I waited by the mailbox like a war bride for a many weeks. It finally came and I was not disappointed. The video showed just the mechanical help that I would need to start making big props. I was sold - even though they had only 10 of these things in all of North America and there was no USA support. They did have a teeny-tiny tech office in Canada with one person who spoke English. There was nothing left to do but get a 2nd mortgage on the house and leap off this cliff with faith in my wings and visions of giant kangaroo signs in my head.

Who knew that the machine would take forever for them to make? And then be stuck in customs for 8 weeks as officials figured out what the heck this funny looking thing was used for? I have no doubt that post 9/11 it would not have even been let in the country. I can still feel the excitement of when the truck arrived and unloaded this huge box/crate onto the driveway. My destiny had arrived! We unpacked it layer by layer - like peeling an onion. It kept getting smaller and smaller until all that was left was this meek looking treadmill-like apparatus. This thing was going to change my life and release my creative yearnings? Maybe the manuals would help. Maybe once we got it assembled it would look more impressive.

The first shock came when I found all the manuals were in French. Technical, computer French. Technical, DOS computer French. OK - not a problem - I would call the English speaking tech person in Canada and get a new set of manuals. Well, 3 weeks later the manuals arrived. They were in English I suppose but a "Frenglish" version of English. It was the goofiest kind of English you could imagine. We sat with a French-English dictionary for days on end trying to interpret the meaning of a sentence. When we finally figured out that "turn the bats handle as a watches needle" really meant "turn the knob clockwise" we finally gave up. We just threw away the manuals and used good old mechanical know-how, trial and error and logic to put the thing together. We got it going just like we have conquered most all of the other business challenges we've had since then - by the seat of our pants and with a leap of faith.

I came across that manual the other day while searching for some old photos and just had to laugh. What a time that was. We went on to make tens of thousands of dollars off that little machine. And even now - with a shop full of cutting-edge equipment and software - we occasionally get a job in that only that piece of equipment can do. So we dust off the cobwebs, clear the storage boxes off it and crank her up. It's like an old friend coming to visit as the screen lights up with a bright: "Bonjour!"

Wednesday, February 10, 2010

I had been making my living as a paper sculptor in the illustration and fine art world for many years - happily running my business, Jeanotilla Design. Dimensional art in all forms had always appealed to me. I had a gift for it. That was why I originally got into paper sculpture. But I had been wanting to do larger and larger work for a long time. Work that could be touched by people - not separated by a frame. Work that would last outdoors for years if need be.
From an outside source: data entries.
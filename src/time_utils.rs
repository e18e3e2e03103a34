// SPDX-License-Identifier: MIT

//! Shared helpers for date/time formatting.

use chrono::{DateTime, SecondsFormat, Utc};

/// Format a UTC timestamp as RFC3339 using a `Z` suffix.
///
/// Register dates are stored in this format so they sort
/// lexicographically in the store.
pub fn format_utc_rfc3339(date: DateTime<Utc>) -> String {
    date.to_rfc3339_opts(SecondsFormat::Secs, true)
}
// SPDX-License-Identifier: MIT

use std::sync::Arc;
use teamdir::config::Config;
use teamdir::models::Identity;
use teamdir::routes::create_router;
use teamdir::services::Mailer;
use teamdir::store::AuthStore;
use teamdir::AppState;

/// Create a test app with offline mock dependencies.
/// Returns the router, the shared state, and the mock mailer.
#[allow(dead_code)]
pub fn create_test_app() -> (axum::Router, Arc<AppState>, Mailer) {
    let config = Config::test_default();
    let store = AuthStore::new();
    let mailer = Mailer::new_mock();

    let state = Arc::new(AppState::new(config, store, mailer.clone()));
    (create_router(state.clone()), state, mailer)
}

/// Seed a registered identity into the store.
#[allow(dead_code)]
pub fn seed_identity(store: &AuthStore, id: &str, email: &str, phone: &str) {
    store
        .create_identity(Identity {
            id: id.to_string(),
            first_name: "Test".to_string(),
            last_name: "User".to_string(),
            email: email.to_string(),
            phone: phone.to_string(),
            job_title: "Developer".to_string(),
            register_date: "2026-08-01T10:00:00Z".to_string(),
            is_active: false,
            image_url: String::new(),
            registered: true,
        })
        .expect("seed identity");
}
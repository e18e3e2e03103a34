// SPDX-License-Identifier: MIT

//! Concurrency tests for the presence tracker.
//!
//! Hammer connect/disconnect from many tasks and assert the derived
//! active flag matches the surviving session set, whatever order the
//! updates landed in.

use std::sync::Arc;

use teamdir::models::SessionId;
use teamdir::services::PresenceTracker;
use teamdir::store::AuthStore;

mod common;
use common::seed_identity;

#[tokio::test]
async fn test_concurrent_connects_all_land() {
    let store = AuthStore::new();
    seed_identity(&store, "u1", "a@gmail.com", "");
    let presence = Arc::new(PresenceTracker::new(store.clone()));

    let mut handles = Vec::new();
    for _ in 0..32 {
        let presence = presence.clone();
        handles.push(tokio::spawn(async move {
            let sid = SessionId::generate(chrono::Utc::now());
            presence.on_connect("u1", sid.clone());
            sid
        }));
    }

    let mut sids = Vec::new();
    for handle in handles {
        sids.push(handle.await.unwrap());
    }

    assert_eq!(store.session_count("u1"), 32);
    assert!(presence.is_active("u1"));

    // Tear them all down concurrently; the flag must settle to false.
    let mut handles = Vec::new();
    for sid in sids {
        let presence = presence.clone();
        handles.push(tokio::spawn(async move {
            presence.on_disconnect("u1", &sid);
        }));
    }
    for handle in handles {
        handle.await.unwrap();
    }

    assert_eq!(store.session_count("u1"), 0);
    assert!(!presence.is_active("u1"));
}

#[tokio::test]
async fn test_concurrent_mixed_connect_disconnect() {
    let store = AuthStore::new();
    seed_identity(&store, "u1", "a@gmail.com", "");
    let presence = Arc::new(PresenceTracker::new(store.clone()));

    // One session that stays up for the whole test.
    let keeper = SessionId::generate(chrono::Utc::now());
    presence.on_connect("u1", keeper.clone());

    // Each task opens and immediately closes its own session.
    let mut handles = Vec::new();
    for _ in 0..64 {
        let presence = presence.clone();
        handles.push(tokio::spawn(async move {
            let sid = SessionId::generate(chrono::Utc::now());
            presence.on_connect("u1", sid.clone());
            tokio::task::yield_now().await;
            presence.on_disconnect("u1", &sid);
        }));
    }
    for handle in handles {
        handle.await.unwrap();
    }

    // Only the keeper survives, so the identity is still active.
    assert_eq!(store.session_count("u1"), 1);
    assert!(presence.is_active("u1"));

    presence.on_disconnect("u1", &keeper);
    assert!(!presence.is_active("u1"));
}

#[tokio::test]
async fn test_concurrent_presence_across_identities() {
    let store = AuthStore::new();
    seed_identity(&store, "u1", "a@gmail.com", "");
    seed_identity(&store, "u2", "b@gmail.com", "");
    let presence = Arc::new(PresenceTracker::new(store.clone()));

    let mut handles = Vec::new();
    for i in 0..16 {
        let presence = presence.clone();
        handles.push(tokio::spawn(async move {
            let id = if i % 2 == 0 { "u1" } else { "u2" };
            let sid = SessionId::generate(chrono::Utc::now());
            presence.on_connect(id, sid.clone());
            if i % 2 == 0 {
                presence.on_disconnect(id, &sid);
            }
        }));
    }
    for handle in handles {
        handle.await.unwrap();
    }

    // u1 tasks all disconnected; u2 tasks all stayed connected.
    assert!(!presence.is_active("u1"));
    assert!(presence.is_active("u2"));
    assert_eq!(store.session_count("u2"), 8);
}
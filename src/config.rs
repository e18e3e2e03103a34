// SPDX-License-Identifier: MIT

//! Application configuration loaded from environment variables.

use std::env;

/// Application configuration, loaded once at startup.
#[derive(Debug, Clone)]
pub struct Config {
    /// Server port
    pub port: u16,
    /// Frontend URL for CORS
    pub frontend_url: String,
    /// JWT signing key for session tokens (raw bytes)
    pub jwt_signing_key: Vec<u8>,
    /// Transactional mail API endpoint
    pub mail_api_url: String,
    /// Transactional mail API key
    pub mail_api_key: String,
    /// From address for outbound OTP mail
    pub mail_from: String,
    /// Profile-image blob store base URL
    pub blob_base_url: String,
    /// Server-enforced OTP lifetime in seconds
    pub otp_ttl_secs: u64,
}

impl Config {
    /// Load configuration from environment variables.
    ///
    /// Secrets come from the environment in all deployments; a `.env`
    /// file is honored for local development.
    pub fn from_env() -> Result<Self, ConfigError> {
        dotenvy::dotenv().ok(); // Load .env file if present

        Ok(Self {
            port: env::var("PORT")
                .unwrap_or_else(|_| "5000".to_string())
                .parse()
                .unwrap_or(5000),
            frontend_url: env::var("FRONTEND_URL")
                .unwrap_or_else(|_| "http://localhost:3000".to_string()),
            jwt_signing_key: env::var("JWT_SIGNING_KEY")
                .map_err(|_| ConfigError::Missing("JWT_SIGNING_KEY"))?
                .into_bytes(),
            mail_api_url: env::var("MAIL_API_URL")
                .unwrap_or_else(|_| "https://api.mailchannel.example/v1/send".to_string()),
            mail_api_key: env::var("MAIL_API_KEY")
                .map(|v| v.trim().to_string())
                .map_err(|_| ConfigError::Missing("MAIL_API_KEY"))?,
            mail_from: env::var("MAIL_FROM")
                .unwrap_or_else(|_| "no-reply@teamdir.example".to_string()),
            blob_base_url: env::var("BLOB_BASE_URL")
                .unwrap_or_else(|_| "https://storage.example.com".to_string()),
            otp_ttl_secs: env::var("OTP_TTL_SECS")
                .unwrap_or_else(|_| "300".to_string())
                .parse()
                .unwrap_or(300),
        })
    }

    /// Default config for tests only.
    pub fn test_default() -> Self {
        Self {
            port: 5000,
            frontend_url: "http://localhost:3000".to_string(),
            jwt_signing_key: b"test_jwt_key_32_bytes_minimum!!!".to_vec(),
            mail_api_url: "http://localhost:0/send".to_string(),
            mail_api_key: "test_mail_key".to_string(),
            mail_from: "no-reply@test.local".to_string(),
            blob_base_url: "https://storage.example.com".to_string(),
            otp_ttl_secs: 300,
        }
    }
}

/// Configuration errors
#[derive(Debug, thiserror::Error)]
pub enum ConfigError {
    #[error("Missing required environment variable: {0}")]
    Missing(&'static str),
}

#[cfg(test)]
mod tests {
    use super::*;

    #[test]
    fn test_config_from_env() {
        env::set_var("JWT_SIGNING_KEY", "test_jwt_key_32_bytes_minimum!!!");
        env::set_var("MAIL_API_KEY", "test_mail_key");

        let config = Config::from_env().expect("Config should load");

        assert_eq!(config.port, 5000);
        assert_eq!(config.mail_api_key, "test_mail_key");
        assert_eq!(config.otp_ttl_secs, 300);
    }
}
// SPDX-License-Identifier: MIT

//! Session identifiers.

use ring::rand::{SecureRandom, SystemRandom};
use serde::{Deserialize, Serialize};
use std::fmt;

/// Identifier for one live authenticated connection (device/tab).
///
/// A wall-clock timestamp alone can collide when two tabs sign in within
/// the same millisecond, so the id carries a CSPRNG suffix as well.
#[derive(Debug, Clone, PartialEq, Eq, PartialOrd, Ord, Hash, Serialize, Deserialize)]
pub struct SessionId(String);

impl SessionId {
    /// Generate a fresh session id: creation time in millis plus a
    /// random 32-bit suffix, both hex.
    pub fn generate(now: chrono::DateTime<chrono::Utc>) -> Self {
        let rng = SystemRandom::new();
        let mut suffix = [0u8; 4];
        // SystemRandom failure means the OS entropy source is broken;
        // there is no session to create in that case.
        rng.fill(&mut suffix)
            .expect("system random source unavailable");

        Self(format!(
            "{:x}-{:08x}",
            now.timestamp_millis(),
            u32::from_be_bytes(suffix)
        ))
    }

    pub fn as_str(&self) -> &str {
        &self.0
    }
}

impl fmt::Display for SessionId {
    fn fmt(&self, f: &mut fmt::Formatter<'_>) -> fmt::Result {
        f.write_str(&self.0)
    }
}

impl From<String> for SessionId {
    fn from(raw: String) -> Self {
        Self(raw)
    }
}
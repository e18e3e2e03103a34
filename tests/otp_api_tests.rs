// SPDX-License-Identifier: MIT

//! OTP endpoint tests.
//!
//! Exercise the wire contract end to end against an offline app:
//! exact success/error bodies, challenge overwrite semantics, and the
//! delivery-failure rollback.

use axum::{
    body::Body,
    http::{header, Request, StatusCode},
};
use tower::ServiceExt;

mod common;
use common::{create_test_app, seed_identity};

fn post_json(uri: &str, body: serde_json::Value) -> Request<Body> {
    Request::builder()
        .method("POST")
        .uri(uri)
        .header(header::CONTENT_TYPE, "application/json")
        .body(Body::from(body.to_string()))
        .unwrap()
}

async fn body_json(response: axum::response::Response) -> serde_json::Value {
    let bytes = axum::body::to_bytes(response.into_body(), usize::MAX)
        .await
        .unwrap();
    serde_json::from_slice(&bytes).unwrap()
}

#[tokio::test]
async fn test_send_otp_success_body() {
    let (app, state, mailer) = create_test_app();
    seed_identity(&state.store, "u1", "a@gmail.com", "94771234567");

    let response = app
        .oneshot(post_json(
            "/api/send-otp",
            serde_json::json!({"email": "a@gmail.com"}),
        ))
        .await
        .unwrap();

    assert_eq!(response.status(), StatusCode::OK);
    assert_eq!(body_json(response).await["message"], "OTP sent");

    let sent = mailer.sent_mail();
    assert_eq!(sent.len(), 1);
    assert_eq!(sent[0].to, "a@gmail.com");
}

#[tokio::test]
async fn test_send_otp_unknown_handle() {
    let (app, state, _mailer) = create_test_app();

    let response = app
        .oneshot(post_json(
            "/api/send-otp",
            serde_json::json!({"email": "nobody@gmail.com"}),
        ))
        .await
        .unwrap();

    assert_eq!(response.status(), StatusCode::BAD_REQUEST);
    assert_eq!(body_json(response).await["error"], "Email or Phone not found");
    assert!(state.store.get_challenge("nobody@gmail.com").is_none());
}

#[tokio::test]
async fn test_send_otp_delivery_failure_is_500_and_rolls_back() {
    let (app, state, mailer) = create_test_app();
    seed_identity(&state.store, "u1", "a@gmail.com", "");

    mailer.fail_next_send();
    let response = app
        .oneshot(post_json(
            "/api/send-otp",
            serde_json::json!({"email": "a@gmail.com"}),
        ))
        .await
        .unwrap();

    assert_eq!(response.status(), StatusCode::INTERNAL_SERVER_ERROR);
    assert_eq!(body_json(response).await["error"], "Failed to send OTP");
    // No challenge survives a failed dispatch.
    assert!(state.store.get_challenge("a@gmail.com").is_none());
}

#[tokio::test]
async fn test_verify_otp_cycle() {
    let (app, state, _mailer) = create_test_app();
    seed_identity(&state.store, "u1", "a@gmail.com", "");

    let response = app
        .clone()
        .oneshot(post_json(
            "/api/send-otp",
            serde_json::json!({"email": "a@gmail.com"}),
        ))
        .await
        .unwrap();
    assert_eq!(response.status(), StatusCode::OK);

    let code = state.store.get_challenge("a@gmail.com").unwrap().code;

    // Wrong code: 400, challenge kept for retry.
    let response = app
        .clone()
        .oneshot(post_json(
            "/api/verify-otp",
            serde_json::json!({"email": "a@gmail.com", "otp": "000000"}),
        ))
        .await
        .unwrap();
    assert_eq!(response.status(), StatusCode::BAD_REQUEST);
    assert_eq!(body_json(response).await["error"], "Invalid or expired OTP");
    assert!(state.store.get_challenge("a@gmail.com").is_some());

    // Right code: 200, challenge consumed.
    let response = app
        .clone()
        .oneshot(post_json(
            "/api/verify-otp",
            serde_json::json!({"email": "a@gmail.com", "otp": code.clone()}),
        ))
        .await
        .unwrap();
    assert_eq!(response.status(), StatusCode::OK);
    assert_eq!(body_json(response).await["message"], "OTP verified");
    assert!(state.store.get_challenge("a@gmail.com").is_none());

    // Same code again: already consumed.
    let response = app
        .oneshot(post_json(
            "/api/verify-otp",
            serde_json::json!({"email": "a@gmail.com", "otp": code}),
        ))
        .await
        .unwrap();
    assert_eq!(response.status(), StatusCode::BAD_REQUEST);
}

#[tokio::test]
async fn test_re_request_overwrites_challenge() {
    let (app, state, _mailer) = create_test_app();
    seed_identity(&state.store, "u1", "a@gmail.com", "");

    for _ in 0..2 {
        let response = app
            .clone()
            .oneshot(post_json(
                "/api/send-otp",
                serde_json::json!({"email": "a@gmail.com"}),
            ))
            .await
            .unwrap();
        assert_eq!(response.status(), StatusCode::OK);
    }

    // Exactly one challenge is live for the handle.
    let challenge = state.store.get_challenge("a@gmail.com").unwrap();

    let response = app
        .oneshot(post_json(
            "/api/verify-otp",
            serde_json::json!({"email": "a@gmail.com", "otp": challenge.code}),
        ))
        .await
        .unwrap();
    assert_eq!(response.status(), StatusCode::OK);
}

#[tokio::test]
async fn test_health_check() {
    let (app, _state, _mailer) = create_test_app();

    let response = app
        .oneshot(
            Request::builder()
                .uri("/health")
                .body(Body::empty())
                .unwrap(),
        )
        .await
        .unwrap();

    assert_eq!(response.status(), StatusCode::OK);
    assert_eq!(body_json(response).await["status"], "ok");
}
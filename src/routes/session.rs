// SPDX-License-Identifier: MIT

//! Session routes (protected by the session token middleware).

use axum::{extract::State, routing::post, Extension, Json, Router};
use std::sync::Arc;

use crate::middleware::auth::AuthUser;
use crate::routes::MessageResponse;
use crate::AppState;

pub fn routes() -> Router<Arc<AppState>> {
    Router::new().route("/api/sign-out", post(sign_out))
}

/// Remove the caller's session.
///
/// Presence cleanup is advisory, so this always reports success; the
/// remove itself is idempotent.
async fn sign_out(
    State(state): State<Arc<AppState>>,
    Extension(user): Extension<AuthUser>,
) -> Json<MessageResponse> {
    state
        .presence
        .on_disconnect(&user.identity_id, &user.session_id);
    MessageResponse::new("Signed out")
}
So this was my frame of mind as I sat having lunch with a friend at a local Outback Steak restaurant about 19 years ago. I was going on and on about how I wanted to do BIG dimensional work of some sort. I looked up just then and above our table there was this fabulous carved Outback sign with a big kangaroo on it, boomerangs, exotic trees, aboriginal patterns and the like. It was bright and fun. It was covered in tactile texture I could not resist. It just begged for you to run your hands over it. "This! This is it! This is what I want to do. I want to create really cool work like this."

And so I did. That epiphany at Outback fueled my hours and weeks of searching for the ways and means to create signs like that. I pretty much jumped off the 3D cliff based on my faith in that epiphany and the clear vision it provided. I learned new techniques. I bought new equipment. I researched all manner of tools, coatings, chemicals, hardware - you name it. I changed the name of my business to Big3D Productions, Inc. and began. If I could make something like that - that brought me so much joy to look at and brought the business owner such recognition and good will - I would be thrilled and grateful for the opportunity.

It's soon going to be 20 years ago now, but I have never forgotten the feeling I had sitting there looking up at that cool sign. And I am still thrilled and grateful to make my living by creating such unforgettable things. Things that make people run their hand and eyes over it and say, "Cool."